Will Web-based solutions comprise the future of academia? The benefits of a unified, sharable, scalable dataset make for a compelling case. A recent article from Mark Hahnel, the founder of Figshare, notes that the cloud “is becoming more and more attractive as a place where all products of academia should live.”
The cloud, with its fast load times, scalability, automated application deployment, multiple back-ups and constantly updated hardware, means that institutions need not create their own server centres with associated running costs and rapid dating of technology. We are moving beyond the merely ‘making academic data openly available’ phase, to one where we can derive new insight from larger data sources.
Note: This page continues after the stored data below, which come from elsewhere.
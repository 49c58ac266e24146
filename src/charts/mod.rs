//! Chart recipes.
//!
//! Each recipe is split into a preparation step (`from_master`, returning
//! `None` when there is nothing to draw) and a `render` step that turns the
//! prepared data into a [`Scene`](crate::scene::Scene).

pub mod heatmap;
pub mod ranked_bar;
pub mod tile_map;
pub mod timeseries;

use serde::Deserialize;

use crate::scale::{format_tick, Scale};
use crate::scene::{PlotArea, SceneBuilder};

pub use heatmap::Heatmap;
pub use ranked_bar::RankedBars;
pub use tile_map::{tile_position, TileMap, TILE_LAYOUT};
pub use timeseries::TimeSeries;

/// Pixel dimensions of a chart.
#[derive(Debug, Clone, Copy, PartialEq, Eq, Deserialize)]
pub struct ChartSize {
    pub width: u32,
    pub height: u32,
}

impl ChartSize {
    pub const fn new(width: u32, height: u32) -> Self {
        Self { width, height }
    }
}

/// Number of labelled ticks on a value axis.
pub const VALUE_TICKS: usize = 5;

/// Horizontal gridline plus label for each of the value ticks of `y`.
pub(crate) fn value_axis(builder: &mut SceneBuilder, area: &PlotArea, y: &Scale) {
    for value in y.ticks(VALUE_TICKS) {
        let py = y.map(value);
        builder
            .horizontal_gridline(area, py)
            .y_tick(area, py, &format_tick(value, y.span()));
    }
}

#[cfg(test)]
pub(crate) mod test_support {
    use crate::features::{FeatureBuilder, MasterTable, Observation};

    /// Master table from `(geo, year, indicator, unit, value)` tuples, no derived columns.
    pub fn master(rows: &[(&str, &str, &str, &str, &str)]) -> MasterTable {
        let obs: Vec<Observation> = rows
            .iter()
            .map(|(g, y, i, u, v)| Observation::new(g, y, i, u, v))
            .collect();
        let indicators: Vec<&str> = rows.iter().map(|r| r.2).collect();
        FeatureBuilder::new(indicators, Vec::new()).unwrap().build(&obs)
    }

    /// The three German rows used throughout the chart tests.
    pub fn germany() -> MasterTable {
        master(&[
            ("DE", "2020", "CMPY_ECAP5", "PC", "10.0"),
            ("DE", "2020", "GRTL", "NR", "5.0"),
            ("DE", "2021", "CMPY_ECAP5", "PC", "12.0"),
            ("DE", "2021", "GRTL", "NR", "5.5"),
            ("DE", "2022", "CMPY_ECAP5", "PC", "11.0"),
            ("DE", "2022", "GRTL", "NR", "5.2"),
        ])
    }
}
// src/models/professor.rs

use chrono::{DateTime, Utc};
use serde::{Deserialize, Serialize};
use sqlx::FromRow;
use validator::Validate;

pub const PROFESSOR_ROLE: &str = "PROFESSOR";

/// Represents the 'professors' table in the database.
#[derive(Debug, Clone, FromRow, Serialize)]
pub struct Professor {
    pub id: i64,

    pub name: String,

    /// Unique login email.
    pub email: String,

    /// Argon2 password hash.
    /// Skipped during serialization to prevent leaking sensitive data.
    #[serde(skip)]
    pub password: String,

    pub created_at: DateTime<Utc>,
}

/// Public profile of a professor.
#[derive(Debug, Clone, PartialEq, Eq, Serialize, Deserialize)]
#[serde(rename_all = "camelCase")]
pub struct ProfessorProfile {
    pub id: i64,
    pub name: String,
    pub email: String,
    pub role: String,
}

impl From<Professor> for ProfessorProfile {
    fn from(p: Professor) -> Self {
        Self {
            id: p.id,
            name: p.name,
            email: p.email,
            role: PROFESSOR_ROLE.to_string(),
        }
    }
}

/// Token plus profile, returned by register and login.
#[derive(Debug, Clone, PartialEq, Eq, Serialize, Deserialize)]
pub struct AuthResponse {
    pub token: String,
    pub user: ProfessorProfile,
}

/// DTO for creating a new professor account.
#[derive(Debug, Deserialize, Validate)]
pub struct RegisterProfessorRequest {
    #[validate(length(
        min = 1,
        max = 100,
        message = "Name length must be between 1 and 100 characters."
    ))]
    pub name: String,
    #[validate(email(message = "A valid email address is required."), length(max = 254))]
    pub email: String,
    #[validate(length(
        min = 6,
        max = 128,
        message = "Password length must be between 6 and 128 characters."
    ))]
    pub password: String,
}

/// DTO for professor login.
#[derive(Debug, Deserialize, Validate)]
pub struct LoginRequest {
    #[validate(length(min = 1, max = 254))]
    pub email: String,
    #[validate(length(min = 1, max = 128))]
    pub password: String,
}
At this stage, the ability of any academic developer to access the processing power of thousands of servers at the click of a button also demonstrates the inherent power of scale that commercial cloud services can provide.
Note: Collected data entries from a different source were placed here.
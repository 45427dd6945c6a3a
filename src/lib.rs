// src/lib.rs
//
// Server (handlers, routes) and the client used to take an exam (attempt)
// share the models and the grading rules.

pub mod attempt;
pub mod config;
pub mod error;
pub mod grading;
pub mod handlers;
pub mod models;
pub mod routes;
pub mod state;
pub mod utils;

pub use routes::create_router;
The trend is not limited to academia, either. Analyst house IDC just came out with a report that showed the cloud use for firms operating high performance computer (HPC) systems has nearly doubled in two years, rising from 13.8 percent in 2011 up to 23.5 percent in 2013.
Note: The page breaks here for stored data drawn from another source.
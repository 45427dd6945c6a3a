// tests/common/mod.rs

#![allow(dead_code)]

use quizwizard::{config::Config, routes, state::AppState};
use serde_json::{Value, json};
use sqlx::postgres::PgPoolOptions;

pub const JWT_SECRET: &str = "test_secret_for_integration_tests";

pub fn test_config(database_url: &str) -> Config {
    Config {
        database_url: database_url.to_string(),
        jwt_secret: JWT_SECRET.to_string(),
        jwt_expiration: 600, // 10 minutes for tests
        rust_log: "error".to_string(),
        bind_addr: "127.0.0.1:0".to_string(),
        cors_origins: vec!["http://localhost:5173".to_string()],
        log_dir: "logs".to_string(),
        seed_demo: false,
    }
}

/// Spawns the app on a random port against the database in `DATABASE_URL`.
/// Returns the base URL, or `None` when no database is configured.
pub async fn spawn_app() -> Option<String> {
    let Ok(database_url) = std::env::var("DATABASE_URL") else {
        eprintln!("DATABASE_URL not set, skipping");
        return None;
    };

    let pool = PgPoolOptions::new()
        .max_connections(2)
        .connect(&database_url)
        .await
        .expect("Failed to connect to Postgres for testing");

    sqlx::migrate!("./migrations")
        .run(&pool)
        .await
        .expect("Failed to migrate database");

    let state = AppState {
        pool,
        config: test_config(&database_url),
    };
    let app = routes::create_router(state);

    let listener = tokio::net::TcpListener::bind("127.0.0.1:0")
        .await
        .expect("Failed to bind random port");
    let port = listener.local_addr().unwrap().port();

    tokio::spawn(async move {
        axum::serve(listener, app).await.unwrap();
    });

    Some(format!("http://127.0.0.1:{}", port))
}

pub fn unique_email(prefix: &str) -> String {
    format!("{}_{}@example.com", prefix, &uuid::Uuid::new_v4().simple().to_string()[..10])
}

/// Registers a fresh professor and returns the bearer token.
pub async fn professor_token(client: &reqwest::Client, address: &str) -> String {
    let response = client
        .post(format!("{}/api/professors/register", address))
        .json(&json!({
            "name": "Professor Test",
            "email": unique_email("prof"),
            "password": "password123"
        }))
        .send()
        .await
        .expect("Failed to execute request");
    assert_eq!(response.status().as_u16(), 201);

    let body: Value = response.json().await.unwrap();
    body["token"].as_str().unwrap().to_string()
}

/// Creates the two-question biology exam and returns its JSON.
pub async fn create_biology_exam(client: &reqwest::Client, address: &str, token: &str) -> Value {
    let response = client
        .post(format!("{}/api/exams", address))
        .bearer_auth(token)
        .json(&json!({
            "name": "Biology",
            "description": "Basic concepts",
            "questions": [
                {
                    "text": "What is the powerhouse of the cell?",
                    "type": "MULTIPLE_CHOICE",
                    "options": ["Nucleus", "Mitochondria", "  "],
                    "correctAnswer": "Mitochondria",
                    "durationSeconds": 30
                },
                {
                    "text": "What is the chemical symbol for water?",
                    "type": "DIRECT_ANSWER",
                    "correctAnswer": "H2O",
                    "durationSeconds": 20
                }
            ]
        }))
        .send()
        .await
        .expect("Failed to execute request");
    assert_eq!(response.status().as_u16(), 201);
    response.json().await.unwrap()
}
With scientific data at governments and academic institutions growing by leaps and bounds, the problem becomes how to store, curate and disseminate all this output. The cloud acts as a central hub with many spokes to enable an efficient and effective workflow. There is huge potential for the cloud to become this central repository, however remarks Hahnel, there is still a need for technology to make this a complete solution. The main restriction isn’t the storage space, but bandwidth limitations. The so-called consumer Internet is far too slow for “research cloud” status. Most HPC hubs, however, enjoy far faster connections and even their own high-speed backbone, such as Internet2.
When it comes to cloud providers’ positioning with the science space, Hahnel points out that Microsoft Research has actively recruited research groups onto its Azure platform, while AWS hosts publicly available datasets, including genomics data, at no charge. The providers hope that by establishing strong relationships with select groups, they will become paying customers at some point.
Going forward, Hahnel would like to see “specific web-based apps being developed and applied over these large, open data sets, or even multiple data sets being pulled in via APIs from different persistent locations.” This approach would relieve the community of the inefficiency of having numerous redundant copies stored in siloed institutions around the world.
“The potential that linked open data has to revolutionise the efficiency of drug discovery and academic progress in general, cannot be underestimated,” Hahnel remarks. “The real remaining question is whose responsibility is it to build these browser tools and apps?”